"Butterflies are everywhere!" shouted Jacob, our bright blue-eyed, copper-capped three-and-a-half year old great-grandson, glowing with excitement. "Butterflies are everywhere!"
Brilliant orange and black Monarch butterflies fluttered, drifted, and soared in the blue and gold sky of a perfect March day in Pismo Beach like a spring version of autumn leaves in flight. The towering eucalyptus grove on Highway 1, known for its butterfly trees, is the migratory home of the plentiful fragile winged creatures. Today it was like a monumental magnet aswirl with them.
Our daughter, Kathy, hadn't even pulled into a parking space yet, and Jacob's joy was contagious. We three adults exchanged silent grins; our skin rippling with exhilaration at his exuberance and utter delight. And it was no wonder. Kathy had planned ahead and provided him with a colorful book about butterflies so he and I had been counting them with mounting anticipation during the forty-mile trip from home. Now he was more than ready for the real thing.
"Get me out, get me out," he urged with irrepressible eagerness, straining to be released from the confinement of his car seat.
"O.K., big guy." A couple of clicks and he was free.
Close enough to the Pacific to hear the faint song of the surf, we headed for the butterfly trees. Soon the three of us adults sauntered the trail winding through the trees after Jacob, barely able to keep up with him as he bounded from one wonder to another.
"The bee-noc-u-lars?" He managed to articulate a question and a reasonable first-time use of the four syllable word, as he looked up at the winged action-scene above and about him. Gene handed a pair of binoculars to Jacob, and he was off with them before his great-grandpa could utter a word of instruction. He held them to his eyes like an old pro and pointed them upward in the direction of the aromatic silver-leafed branches. He was much too eager to bother with anything so mundane as adjusting the focus.
Bystanders watched him with soft reminiscent smiles on their faces, and a nearby docent gestured upward. "There's a Great Horned Owl right there." Jacob had already had the privilege of becoming well acquainted with a Great Horned Owl at our local zoo. However, never had he seen so many butterflies embossing the air anywhere, and he only had eyes for them.

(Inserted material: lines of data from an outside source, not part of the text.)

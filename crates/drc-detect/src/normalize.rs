//! Filename key normalization.
//!
//! `normalize_key` canonicalizes a raw file name or register entry into a
//! comparable key: trimmed, lower-cased, known extensions stripped, separator
//! runs collapsed to a single `-`, and (optionally) a trailing revision
//! suffix such as `_RevA` or `-REV01` removed. The function is total and
//! idempotent; `"ABC-DEF-123_RevA.pdf"` and `"abc-def-123.dwg"` produce the
//! same key.

/// Extensions recognised when stripping a trailing extension. Broader than
/// the drawing-file allow list: register entries sometimes carry document or
/// image extensions that still need to compare equal.
const STRIPPABLE_EXTENSIONS: &[&str] = &[
    "pdf", "dwg", "dxf", "dgn", "dwf", "dwfx", "rvt", "rfa", "ifc", "nwd", "nwc", "skp", "stp",
    "step", "igs", "iges", "doc", "docx", "xls", "xlsx", "ppt", "pptx", "txt", "csv", "jpg",
    "jpeg", "png", "tif", "tiff", "bmp", "zip", "rar", "7z",
];

/// Normalizes a name into a comparable key with revision stripping enabled.
pub fn normalize_key(raw: &str) -> String {
    normalize_key_with(raw, true)
}

/// Normalizes a name into a comparable key.
///
/// Runs the strip/collapse pass to a fixpoint, so the result is idempotent
/// for arbitrary input (stripping one extension can expose another, as in
/// `"plan.pdf.pdf"`).
pub fn normalize_key_with(raw: &str, strip_revision: bool) -> String {
    let mut key = raw.trim().to_lowercase();
    loop {
        let next = normalize_pass(&key, strip_revision);
        if next == key {
            return next;
        }
        key = next;
    }
}

/// Returns true if the value ends in a recognised file extension.
pub fn has_known_extension(value: &str) -> bool {
    known_extension_start(&value.trim().to_lowercase()).is_some()
}

pub(crate) fn is_separator(c: char) -> bool {
    c == '-' || c == '_' || c.is_whitespace()
}

fn normalize_pass(input: &str, strip_revision: bool) -> String {
    let mut key = input.to_string();
    while let Some(start) = known_extension_start(&key) {
        key.truncate(start);
        let trimmed = key.trim_end().len();
        key.truncate(trimmed);
    }
    let mut key = collapse_separators(&key);
    if strip_revision {
        while let Some(start) = revision_suffix_start(&key) {
            key.truncate(start);
            let trimmed = key.trim_end_matches(is_separator).len();
            key.truncate(trimmed);
        }
    }
    key
}

/// Byte offset of the final `.` when the tail after it is a known extension.
fn known_extension_start(key: &str) -> Option<usize> {
    let dot = key.rfind('.')?;
    let ext = &key[dot + 1..];
    if STRIPPABLE_EXTENSIONS.contains(&ext) {
        Some(dot)
    } else {
        None
    }
}

/// Byte offset where a trailing revision marker begins.
///
/// Matches `<sep>rev<sep?><1-3 alphanumerics>` at the end of the key, which
/// covers `_Rev01`, `-REVA`, and `rev 2` style suffixes after lowering.
fn revision_suffix_start(key: &str) -> Option<usize> {
    let idx = key.rfind("rev")?;
    if idx == 0 {
        return None;
    }
    let before = key[..idx].chars().next_back()?;
    if !is_separator(before) {
        return None;
    }
    let tail = &key[idx + 3..];
    let tail = tail.strip_prefix(is_separator).unwrap_or(tail);
    if tail.is_empty() || tail.len() > 3 || !tail.chars().all(|c| c.is_ascii_alphanumeric()) {
        return None;
    }
    Some(idx)
}

/// Collapses runs of spaces, underscores, and hyphens to a single `-` and
/// drops leading/trailing separators.
fn collapse_separators(key: &str) -> String {
    let mut out = String::with_capacity(key.len());
    let mut pending = false;
    for c in key.chars() {
        if is_separator(c) {
            if !out.is_empty() {
                pending = true;
            }
        } else {
            if pending {
                out.push('-');
                pending = false;
            }
            out.push(c);
        }
    }
    out
}
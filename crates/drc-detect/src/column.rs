//! File-name column detection.
//!
//! Given a detected header row, every column's body is sampled and scored
//! for how file-name-like its values are. The caller decides whether the
//! reported confidence clears its auto-apply threshold; the detector only
//! reports the raw number.

use drc_model::{ColumnDetection, HeaderDetection, SheetGrid};
use tracing::debug;

use crate::filter::structured_segment_count;
use crate::normalize::has_known_extension;

/// At most this many non-empty values per column are sampled.
pub const COLUMN_SAMPLE_LIMIT: usize = 50;

/// Header keywords that suggest a column holds file or drawing names.
/// Narrower than the header-row vocabulary: "rev" or "status" mark a header
/// row but not a name column.
const COLUMN_KEYWORDS: &[&str] = &["drawing", "file", "name", "number", "no", "document", "dwg"];

/// Returns true when a cell value reads like a file name: it carries a
/// recognised extension or matches the structured naming pattern used by
/// the delivered-file filter.
pub fn looks_like_filename(value: &str) -> bool {
    let trimmed = value.trim();
    if trimmed.is_empty() {
        return false;
    }
    if has_known_extension(trimmed) {
        return true;
    }
    let length = trimmed.chars().count();
    (5..=80).contains(&length) && structured_segment_count(&trimmed.to_lowercase()) >= 2
}

/// Score for one column: the file-name-like fraction of sampled values
/// (up to 70) plus a header keyword bonus (30).
pub fn score_column(header_cell: &str, samples: &[String]) -> f64 {
    let filename_ratio = if samples.is_empty() {
        0.0
    } else {
        let hits = samples
            .iter()
            .filter(|value| looks_like_filename(value))
            .count();
        hits as f64 / samples.len() as f64
    };

    let header_lower = header_cell.trim().to_lowercase();
    let keyword_bonus = if !header_lower.is_empty()
        && COLUMN_KEYWORDS
            .iter()
            .any(|keyword| header_lower.contains(keyword))
    {
        1.0
    } else {
        0.0
    };

    70.0 * filename_ratio + 30.0 * keyword_bonus
}

/// Picks the column most likely to hold file names, or `None` when every
/// column scores zero. Leftmost column wins ties.
pub fn detect_filename_column(
    header: &HeaderDetection,
    sheet: &SheetGrid,
) -> Option<ColumnDetection> {
    let width = sheet.width();
    let mut best: Option<(usize, f64)> = None;

    for column in 0..width {
        let samples: Vec<String> = sheet
            .rows
            .iter()
            .skip(header.row_index + 1)
            .filter_map(|row| {
                let cell = row.get(column)?;
                let text = cell.to_text();
                (!text.is_empty()).then_some(text)
            })
            .take(COLUMN_SAMPLE_LIMIT)
            .collect();

        let header_cell = header.cells.get(column).map(String::as_str).unwrap_or("");
        let score = score_column(header_cell, &samples);
        if score > 0.0 && best.is_none_or(|(_, best_score)| score > best_score) {
            best = Some((column, score));
        }
    }

    let (column_index, confidence) = best?;
    let column_label = header
        .cells
        .get(column_index)
        .filter(|label| !label.trim().is_empty())
        .cloned()
        .unwrap_or_else(|| format!("Column {}", column_index + 1));
    debug!(column_index, confidence, %column_label, "detected file-name column");
    Some(ColumnDetection {
        column_index,
        confidence,
        column_label,
    })
}
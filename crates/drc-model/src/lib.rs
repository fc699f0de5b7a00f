//! Shared data model for drawing-register reconciliation.
//!
//! Everything here is plain immutable data: the decoded cell grid, the
//! detection results produced by the heuristics, and the comparison output
//! consumed by reports. No I/O, no state.

pub mod analysis;
pub mod delivered;
pub mod grid;
pub mod result;

pub use analysis::{ColumnDetection, HeaderDetection, SheetAnalysis};
pub use delivered::DeliveredFile;
pub use grid::{Cell, SheetGrid, Workbook};
pub use result::{ComparisonResult, RowStatus, Summary, ValidationRow};
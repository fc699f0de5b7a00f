//! Expected-name extraction.

use drc_model::{Cell, SheetGrid};

/// Reads every row strictly below `header_row_index` in `column_index`,
/// coerced to trimmed strings, skipping blanks. Row order is preserved and
/// duplicates are kept; the reconciliation engine owns the duplicate policy.
///
/// # Panics
///
/// Panics when `column_index` is outside the sheet's width. That is a caller
/// bug, not a user-input condition, so it fails loudly instead of silently
/// returning an empty list.
pub fn extract_expected_names(
    sheet: &SheetGrid,
    header_row_index: usize,
    column_index: usize,
) -> Vec<String> {
    let width = sheet.width();
    assert!(
        column_index < width,
        "column index {column_index} out of range for sheet '{}' (width {width})",
        sheet.name
    );
    sheet
        .rows
        .iter()
        .skip(header_row_index + 1)
        .filter_map(|row| {
            let text = row.get(column_index).map(Cell::to_text).unwrap_or_default();
            (!text.is_empty()).then_some(text)
        })
        .collect()
}

#[cfg(test)]
mod tests {
    use super::*;

    fn sheet() -> SheetGrid {
        SheetGrid::new(
            "Register",
            vec![
                vec![Cell::from_text("Drawing No"), Cell::from_text("Title")],
                vec![Cell::from_text(" ABC-DEF-001 "), Cell::from_text("Plan")],
                vec![Cell::Empty, Cell::from_text("spacer row")],
                vec![Cell::from_text("ABC-DEF-002")],
                vec![Cell::from_text("ABC-DEF-001")],
            ],
        )
    }

    #[test]
    fn extracts_in_row_order_skipping_blanks() {
        let names = extract_expected_names(&sheet(), 0, 0);
        assert_eq!(names, vec!["ABC-DEF-001", "ABC-DEF-002", "ABC-DEF-001"]);
    }

    #[test]
    fn duplicates_are_preserved() {
        let names = extract_expected_names(&sheet(), 0, 0);
        assert_eq!(names.iter().filter(|n| *n == "ABC-DEF-001").count(), 2);
    }

    #[test]
    fn header_at_last_row_yields_no_names() {
        let names = extract_expected_names(&sheet(), 4, 0);
        assert!(names.is_empty());
    }

    #[test]
    #[should_panic(expected = "out of range")]
    fn out_of_range_column_panics() {
        extract_expected_names(&sheet(), 0, 9);
    }

    #[test]
    fn numeric_cells_extract_as_text() {
        let grid = SheetGrid::new(
            "Register",
            vec![
                vec![Cell::from_text("No")],
                vec![Cell::Number(1001.0)],
            ],
        );
        assert_eq!(extract_expected_names(&grid, 0, 0), vec!["1001"]);
    }
}
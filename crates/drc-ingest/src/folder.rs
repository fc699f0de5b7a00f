//! Delivered-folder scanning.

use std::path::Path;

use drc_model::DeliveredFile;
use tracing::info;
use walkdir::WalkDir;

use crate::error::{IngestError, Result};

/// Recursively lists every file under `dir` as a [`DeliveredFile`], with
/// paths relative to `dir` and `/`-joined regardless of platform.
///
/// Entries are visited in file-name order per directory, so the scan is
/// deterministic. No filtering happens here; the core's drawing-file filter
/// decides what counts.
pub fn scan_delivered_files(dir: &Path) -> Result<Vec<DeliveredFile>> {
    if !dir.is_dir() {
        return Err(IngestError::DirectoryNotFound {
            path: dir.to_path_buf(),
        });
    }

    let mut files = Vec::new();
    for entry in WalkDir::new(dir).sort_by_file_name() {
        let entry = entry.map_err(|source| IngestError::DirectoryRead {
            path: dir.to_path_buf(),
            source,
        })?;
        if !entry.file_type().is_file() {
            continue;
        }
        let relative = entry.path().strip_prefix(dir).unwrap_or(entry.path());
        let joined = relative
            .components()
            .map(|component| component.as_os_str().to_string_lossy())
            .collect::<Vec<_>>()
            .join("/");
        files.push(DeliveredFile::from_path(joined));
    }
    info!(dir = %dir.display(), files = files.len(), "scanned delivered folder");
    Ok(files)
}

#[cfg(test)]
mod tests {
    use super::*;

    #[test]
    fn scans_nested_files_with_relative_paths() {
        let dir = tempfile::tempdir().expect("tempdir");
        std::fs::create_dir_all(dir.path().join("arch/plans")).expect("mkdir");
        std::fs::write(dir.path().join("ABC-DEF-001.pdf"), b"x").expect("write");
        std::fs::write(dir.path().join("arch/plans/ABC-DEF-002.dwg"), b"x").expect("write");

        let files = scan_delivered_files(dir.path()).expect("scan");
        assert_eq!(files.len(), 2);
        let paths: Vec<&str> = files.iter().map(|f| f.path.as_str()).collect();
        assert!(paths.contains(&"ABC-DEF-001.pdf"));
        assert!(paths.contains(&"arch/plans/ABC-DEF-002.dwg"));
        let nested = files
            .iter()
            .find(|f| f.path.starts_with("arch/"))
            .expect("nested file");
        assert_eq!(nested.name, "ABC-DEF-002.dwg");
    }

    #[test]
    fn missing_directory_is_an_error() {
        let error = scan_delivered_files(Path::new("/nonexistent/delivery"))
            .expect_err("should fail");
        assert!(matches!(error, IngestError::DirectoryNotFound { .. }));
    }

    #[test]
    fn empty_directory_scans_to_empty_list() {
        let dir = tempfile::tempdir().expect("tempdir");
        let files = scan_delivered_files(dir.path()).expect("scan");
        assert!(files.is_empty());
    }
}
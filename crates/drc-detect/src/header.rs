//! Header-row detection.
//!
//! Registers bury their column headers under title blocks, logos, and blank
//! rows, so the first rows of a sheet are scored for header likelihood and
//! the best candidate wins. Finding nothing is a normal outcome the caller
//! resolves through manual selection.

use drc_model::{Cell, HeaderDetection, SheetGrid};
use tracing::debug;

/// Vocabulary matched (case-insensitive, substring) against header cells.
pub const HEADER_KEYWORDS: &[&str] = &[
    "drawing",
    "file",
    "name",
    "no",
    "number",
    "title",
    "sheet",
    "description",
    "document",
    "reference",
    "rev",
    "status",
];

/// Only the top rows of a sheet are scanned for a header.
pub const HEADER_SCAN_ROWS: usize = 10;

/// A row needs at least one keyword hit to qualify; the non-numeric ratio
/// alone (worth at most 0.5) is never enough.
const MIN_ROW_SCORE: f64 = 1.0;

/// Header likelihood for a single row: one point per keyword-matching cell
/// plus up to half a point for the non-numeric cell ratio. Zero for rows
/// with no non-empty cells.
pub fn score_header_row(cells: &[Cell]) -> f64 {
    let mut non_empty = 0usize;
    let mut non_numeric = 0usize;
    let mut keyword_hits = 0usize;
    for cell in cells {
        if cell.is_empty() {
            continue;
        }
        non_empty += 1;
        if !cell.is_numeric() {
            non_numeric += 1;
        }
        let text = cell.to_text().to_lowercase();
        if HEADER_KEYWORDS.iter().any(|keyword| text.contains(keyword)) {
            keyword_hits += 1;
        }
    }
    if non_empty == 0 {
        return 0.0;
    }
    keyword_hits as f64 + 0.5 * (non_numeric as f64 / non_empty as f64)
}

/// Scans the top [`HEADER_SCAN_ROWS`] rows for the most header-like row.
///
/// Earlier rows win ties: scores are weighted down slightly by row position
/// and the comparison is strict, so the lowest qualifying index is kept.
pub fn detect_header_row(sheet: &SheetGrid) -> Option<HeaderDetection> {
    let mut best: Option<(usize, f64)> = None;
    for (index, row) in sheet.rows.iter().take(HEADER_SCAN_ROWS).enumerate() {
        let raw = score_header_row(row);
        if raw < MIN_ROW_SCORE {
            continue;
        }
        let weighted = raw / (1.0 + 0.05 * index as f64);
        if best.is_none_or(|(_, score)| weighted > score) {
            best = Some((index, weighted));
        }
    }
    let (row_index, score) = best?;
    debug!(sheet = %sheet.name, row_index, score, "detected header row");
    Some(HeaderDetection {
        row_index,
        cells: sheet.rows[row_index].iter().map(Cell::to_text).collect(),
    })
}

/// Whether any scanned row qualifies as a header candidate. Used by the
/// sheet analyzer as one scoring component.
pub(crate) fn has_header_candidate(sheet: &SheetGrid) -> bool {
    sheet
        .rows
        .iter()
        .take(HEADER_SCAN_ROWS)
        .any(|row| score_header_row(row) >= MIN_ROW_SCORE)
}
//! Results of the register-detection heuristics.

use serde::{Deserialize, Serialize};

/// Score card for one sheet in a workbook.
///
/// Sheets are ranked descending by `score`; the top sheet is the default
/// register candidate but callers may override the selection. Empty sheets
/// still get an entry so selector UIs can list every sheet.
#[derive(Debug, Clone, PartialEq, Serialize, Deserialize)]
pub struct SheetAnalysis {
    pub name: String,
    pub row_count: usize,
    pub non_empty_row_count: usize,
    /// Register likelihood, 0-100.
    pub score: f64,
}

/// A detected column-header row.
///
/// Detection returning `None` is a normal outcome (the caller falls back to
/// manual selection), so absence is modelled with `Option`, not a flag field.
#[derive(Debug, Clone, PartialEq, Serialize, Deserialize)]
pub struct HeaderDetection {
    /// 0-based row offset of the header within the sheet.
    pub row_index: usize,
    /// The header row's cells coerced to strings.
    pub cells: Vec<String>,
}

/// The column most likely to hold file-name values.
#[derive(Debug, Clone, PartialEq, Serialize, Deserialize)]
pub struct ColumnDetection {
    pub column_index: usize,
    /// Detector certainty, 0-100. The auto-apply threshold is caller policy.
    pub confidence: f64,
    /// Header cell text for the column, or a positional fallback label.
    pub column_label: String,
}
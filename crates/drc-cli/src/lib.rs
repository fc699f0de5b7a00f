//! Library components for the drawing register checker CLI.

pub mod logging;
pub mod pipeline;
//! Flat CSV export of the result rows.

use std::path::{Path, PathBuf};

use drc_model::ComparisonResult;

use crate::error::{ReportError, Result};
use crate::summary::{matched_label, status_label};

fn csv_err(path: &Path) -> impl Fn(csv::Error) -> ReportError + '_ {
    move |source| ReportError::Csv {
        path: PathBuf::from(path),
        source,
    }
}

/// Writes one record per result row: expected name (or orphan file),
/// matched file, status label.
pub fn write_csv(path: &Path, result: &ComparisonResult) -> Result<()> {
    let mut writer = csv::Writer::from_path(path).map_err(csv_err(path))?;

    writer
        .write_record(["expected", "matched_file", "status"])
        .map_err(csv_err(path))?;
    for row in &result.rows {
        writer
            .write_record([
                row.name.as_str(),
                matched_label(row),
                status_label(&row.status),
            ])
            .map_err(csv_err(path))?;
    }
    writer.flush().map_err(|source| ReportError::Io {
        path: path.to_path_buf(),
        source,
    })?;
    Ok(())
}

#[cfg(test)]
mod tests {
    use super::*;
    use drc_model::ValidationRow;

    #[test]
    fn csv_export_writes_one_record_per_row() {
        let result = ComparisonResult::new(vec![
            ValidationRow::done("ABC-DEF-001", "ABC-DEF-001.pdf"),
            ValidationRow::todo("ABC-DEF-002"),
            ValidationRow::extra("EXTRA-999.pdf"),
        ]);
        let dir = tempfile::tempdir().expect("tempdir");
        let path = dir.path().join("report.csv");
        write_csv(&path, &result).expect("write");

        let body = std::fs::read_to_string(&path).expect("read back");
        let lines: Vec<&str> = body.lines().collect();
        assert_eq!(lines[0], "expected,matched_file,status");
        assert_eq!(lines[1], "ABC-DEF-001,ABC-DEF-001.pdf,Done");
        assert_eq!(lines[2], "ABC-DEF-002,N/A,To Do");
        assert_eq!(
            lines[3],
            "EXTRA-999.pdf,EXTRA-999.pdf,File not in Drawing List"
        );
    }
}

He fiddled with the binoculars long enough for his great-grandpa to snap a few photos of him at his most beguiling.
Until, of course, two adult-sized telescopes and a Jacob-sized-one that sat at the edge of the trail, unused, snared his attention the moment he spied them. Handing off the binoculars to Grandma Kathy, he immediately took possession of the small telescope, squinting into it with total absorption. Only heaven knew if he could see anything, but he was certainly savoring the experience. We have the pictures to prove it.
Gene and I claimed a bench and sat back to watch Kathy shepherd Jacob through this new and exciting experience. "There's a lot to be said for being the great-grandparents blessed to sit back and relish the sight of their offspring being grandparents for the first time," I said. Gene smiled and nodded, his hazel eyes suddenly bright with tears. He squeezed my hand. It's his way of saying how much he savors the rare and irreplaceable pleasure of witnessing our daughter and grandson delight in one another.
Suddenly we had a rush of realization. "He may only be pint-sized, but I suspect we're in the presence of a grand master of the art of living," I said.
"That we are," he said, nodding.
We breathed deeply of salt air that relaxed us into the peace and purity of the moment, allowing ourselves to be caught up in our free spirit, Jacob's, unfettered enchantment with life, his grandmother's absorption in him, the world of nature, the alchemy of loving and being loved, and all their attendant miracles.
Jacob and Kathy headed for the trailer housing the butterfly docents' alluring wares. Without a word, we marveled together at the subtle shift of perception we had experienced at these everyday miracles that had managed to bring us once again to a sudden acute remembrance of the miracle of life. The miracle of love. The miracle of the open heart. The miracle of one small redhead with a faint sprinkling of freckles dusting his nose, bright blue eyes that sparkle and dance and make our hearts smile, and his gleeful grin that easily expands us all into becoming involuntary emissaries of the richness of being.